Changes in the left atrium were also identified in other studies, such as the one conducted by ZeinElabdeen et al.29 They observed impaired left atrium parameters (left atrium reservoir strain and left atrium stiffness) in the case of patients who developed dyspnoea and exercise intolerance as long COVID-19 symptoms. It is important to mention that before the infection with SARS-Cov-2, these patients did not present these symptoms.29
Regarding clinical and subclinical left ventricular dysfunction, Cannata et al. followed the patients at 7 months via speckle tracking, and clinically at 21 months post-COVID-19. They identified a subclinical systolic dysfunction in 27% of patients who had normal 2D left ventricular ejection fraction values, and in 34% of all patients included in the study.
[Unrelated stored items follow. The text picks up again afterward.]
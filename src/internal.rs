//! Owning handles embedded inside graph objects.

use alloc::rc::Rc;
use core::fmt;
use core::marker::PhantomData;

use crate::anchor::{Anchor, AnchorState, Edge};
use crate::header;
use crate::root::Root;

pub(crate) mod sealed {
    use crate::anchor::Edge;

    pub trait Sealed {
        fn edge(&self) -> Option<Edge>;
    }
}

/// Handle kinds an [`Internal`] handle can take its target from.
///
/// Implemented by [`Root`] and [`Internal`]; this trait is sealed.
pub trait Source<T>: sealed::Sealed {}

impl<T> sealed::Sealed for Root<T> {
    fn edge(&self) -> Option<Edge> {
        Root::edge(self)
    }
}

impl<T> Source<T> for Root<T> {}

impl<T> sealed::Sealed for Internal<T> {
    fn edge(&self) -> Option<Edge> {
        Internal::edge(self)
    }
}

impl<T> Source<T> for Internal<T> {}

/// An owning handle embedded inside an object that itself lives in the graph.
///
/// Every internal handle is bound at construction to the [`Anchor`] of the
/// object embedding it; that binding is what lets the engine treat the edge
/// as parent-held rather than external. Internal handles do not keep their
/// target alive on their own: an object is destroyed as soon as no [`Root`]
/// reaches it through any chain of internal handles, even if that chain forms
/// a cycle.
///
/// Handles are movable (the registration is slot-based, not address-based)
/// but not cloneable, because a copy without an explicit parent would have no
/// place in the graph. Use [`adopt`] to copy a target into another parent.
///
/// Once collection has begun for the target, [`get`] reads `None`. Payload
/// destructors always observe their outgoing internal handles as empty.
///
/// [`adopt`]: Internal::adopt
/// [`get`]: Internal::get
pub struct Internal<T> {
    parent: Rc<AnchorState>,
    slot: u32,
    _marker: PhantomData<T>,
}

impl<T> Internal<T> {
    /// Creates an empty handle registered to `parent`.
    #[must_use]
    pub fn new(parent: &Anchor) -> Self {
        let parent = parent.state();
        let slot = parent.register(None);
        Self {
            parent,
            slot,
            _marker: PhantomData,
        }
    }

    /// Creates a handle registered to `parent` that shares `source`'s target.
    /// The source may belong to a different parent, or be a root.
    #[must_use]
    pub fn adopt(parent: &Anchor, source: &impl Source<T>) -> Self {
        let edge = sealed::Sealed::edge(source);
        let parent = parent.state();
        let slot = parent.register(edge);
        if let Some(edge) = edge {
            header::reachable_from(edge.header, &parent);
        }
        Self {
            parent,
            slot,
            _marker: PhantomData,
        }
    }

    /// Retargets this handle at `source`'s target.
    ///
    /// The new edge is established before the old edge is dropped, so a
    /// transient count underflow can never collect a structure that is being
    /// re-linked to itself.
    pub fn set(&self, source: &impl Source<T>) {
        self.assign(sealed::Sealed::edge(source));
    }

    /// Clears this handle, dropping its edge.
    pub fn reset(&self) {
        self.assign(None);
    }

    fn assign(&self, new: Option<Edge>) {
        let old = self.parent.edge(self.slot);
        if new == old {
            return;
        }
        if let Some(edge) = new {
            header::reachable_from(edge.header, &self.parent);
        }
        self.parent.replace(self.slot, new);
        if let Some(edge) = old {
            header::not_reachable_from(edge.header, &self.parent);
        }
    }

    /// Exchanges the targets of two handles, which may belong to different
    /// parents. Each target is kept alive by a temporary root while the edges
    /// move, so the exchange can never trigger a collection of either side.
    pub fn swap(&self, other: &Self) {
        if core::ptr::eq(self, other) {
            return;
        }
        let mine = Root::from_internal(self);
        let theirs = Root::from_internal(other);
        self.set(&theirs);
        other.set(&mine);
    }

    /// Returns the target payload, or `None` when the handle is empty or its
    /// target is already unreachable.
    #[must_use]
    pub fn get(&self) -> Option<&T> {
        let edge = self.edge()?;
        if header::is_unreachable(edge.header) {
            return None;
        }
        Some(unsafe { &*edge.ptr.cast::<T>().as_ptr() })
    }

    /// Number of owning handles on the target, zero when empty or once
    /// collection of the target has begun.
    #[must_use]
    pub fn use_count(&self) -> u32 {
        self.edge().map_or(0, |edge| header::use_count(edge.header))
    }

    /// True when this handle is the only owning handle on its target.
    #[must_use]
    pub fn unique(&self) -> bool {
        self.use_count() == 1
    }

    /// True when [`get`] would return `None`.
    ///
    /// [`get`]: Internal::get
    #[must_use]
    pub fn is_null(&self) -> bool {
        self.get().is_none()
    }

    pub(crate) fn edge(&self) -> Option<Edge> {
        self.parent.edge(self.slot)
    }
}

impl<T> Drop for Internal<T> {
    /// Deregisters from the parent and drops the edge, which may trigger
    /// collection of the former target.
    fn drop(&mut self) {
        if let Some(edge) = self.parent.deregister(self.slot) {
            header::not_reachable_from(edge.header, &self.parent);
        }
    }
}

impl<T> fmt::Debug for Internal<T> {
    fn fmt(&self, f: &mut fmt::Formatter<'_>) -> fmt::Result {
        let target = self.edge().map(|edge| edge.ptr);
        f.debug_struct("Internal").field("target", &target).finish()
    }
}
In addition, left ventricular GLS values ≥−18 were associated with an increased risk of major adverse cardiovascular events. In addition, long COVID-19 was diagnosed in 44% of the patients included in the study at 7-month follow-up.30
VAC is defined as the relationship between ventricular and arterial elastance, indicating myocardial efficiency and haemodynamic status.31 Thus, it is a critical parameter that reflects the interaction between the heart and the vascular system. It is an important prognostic marker, and studies show that patients with inadequate VAC have significantly higher mortality rates, emphasising the need for monitoring this parameter in critical care.32 In our study, the VAC values were significantly altered in moderate forms of COVID-19.
A strength of this study is that it emphasises the long-term cardiovascular effects of COVID-19 through a comprehensive cardiovascular evaluation. The study’s limitations are the small number of patients and the absence of a control group.
Conclusion
Post-COVID-19 patients present left ventricular dysfunction, especially subclinical (GLS versus FE). Regarding the diastolic dysfunction parameters, statistically significant differences exist in the volume of the left atrium at 6-month follow-up. The right ventricular dysfunction is statistically significant only in men. Subclinical forms of atherosclerosis develop early post-COVID-19, and manifest by an increase in the intima-media thickness, without affecting other arterial stiffness parameters (PWVAo). Additionally, ventricular–arterial coupling was significantly altered in moderate COVID-19 infection at the 6-month evaluation. Further research is needed to investigate whether these changes are permanent or transient.
Clinical Perspective
- The study shows the cardiovascular long-term sequelae associated with COVID-19 after mild and moderate cases of COVID-19.
- The study proves the importance of screening for cardiovascular alterations in post-COVID-19 syndrome.
- The study emphasises the importance of follow-up of COVID-19 patients, even for periods >6 months, to monitor the evolution of cardiovascular changes over time.